I wonder if people buy books of drawings? I must have 250 or more drawings now, with notes of the music that I was listening to when I drew each one. I try to imagine how it would work. The paper would have to be of very good quality, and I don't know how or where I would put the notes about the music. The music is really important; it's tied in with the drawings. Online would not be the same. I have noticed when the prints are made that you can see the texture of the pencil-meets-paper dynamic. One woman in Valencia contacted me to say she was concerned that she had bought the original, but I keep them separate from each other for just that reason.
John and Gabi from Tiny Global took the exhibition down last night, which was very kind of them. I have asked them to donate any remaining clip-frames to a charity that they support, and they will bring the unsold prints to the UK next time they come over.
The air is not so thick and soupy today, but I'm still disinclined to do much recording. I did a bit of editing earlier on, but mostly I will be playing guitar to keep my grip strong and my fingers calloused. I feel a bit as though I'm in suspended animation. Next Tuesday is the anniversary of James's death, and images of that time are intruding whether I want them to or not. On the day itself, I'll be in Bath invigilating at the Fringe Arts Bath exhibition, which will be a good place to be.

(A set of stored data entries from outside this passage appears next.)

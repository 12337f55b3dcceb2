pub mod gamepad;
pub mod input;
pub mod prompt;
pub mod rain_view;
pub mod snake_view;
pub mod style;
pub mod term;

We all experienced that moment in different ways, and some family members will be having a get-together which will be very sad but also very supportive. It's comforting to feel that he must have known how much he was loved during those last days and hours in the hospital. It was powerful: so many of us there, talking to him and looking after him alongside the medical staff who were keeping him comfortable and calm. We were supporting each other, too, sitting in the café downstairs and chatting in between stints of sitting in his room with him.
When the day passes, will things feel different? I don't know. A wave of sadness came at the funeral, and then afterwards there was the feeling of a huge vacancy. We spent the first seven years of James's life as siblings, and we can't check in on each other with micro memories about that time any more. The difference between photographs and reality has never seemed more stark. He was a solid little chap who soon grew taller and stronger than me, and we were constantly trying to outwit each other. Siblings who are close in age have a particular sort of friendship whose intensity is watered down by rivalry, but simultaneously the urge to defend each other from external challenges and aggressions is incredibly strong. Simply, there was nothing in the world as good as having a pal to climb trees with, completely fearlessly and thoughtlessly. Our parents were the opposite of helicopter parents; forty days at sea parents. The two of us scrapped, shouted, ran, climbed and eventually were in a band together. No wonder I still miss him.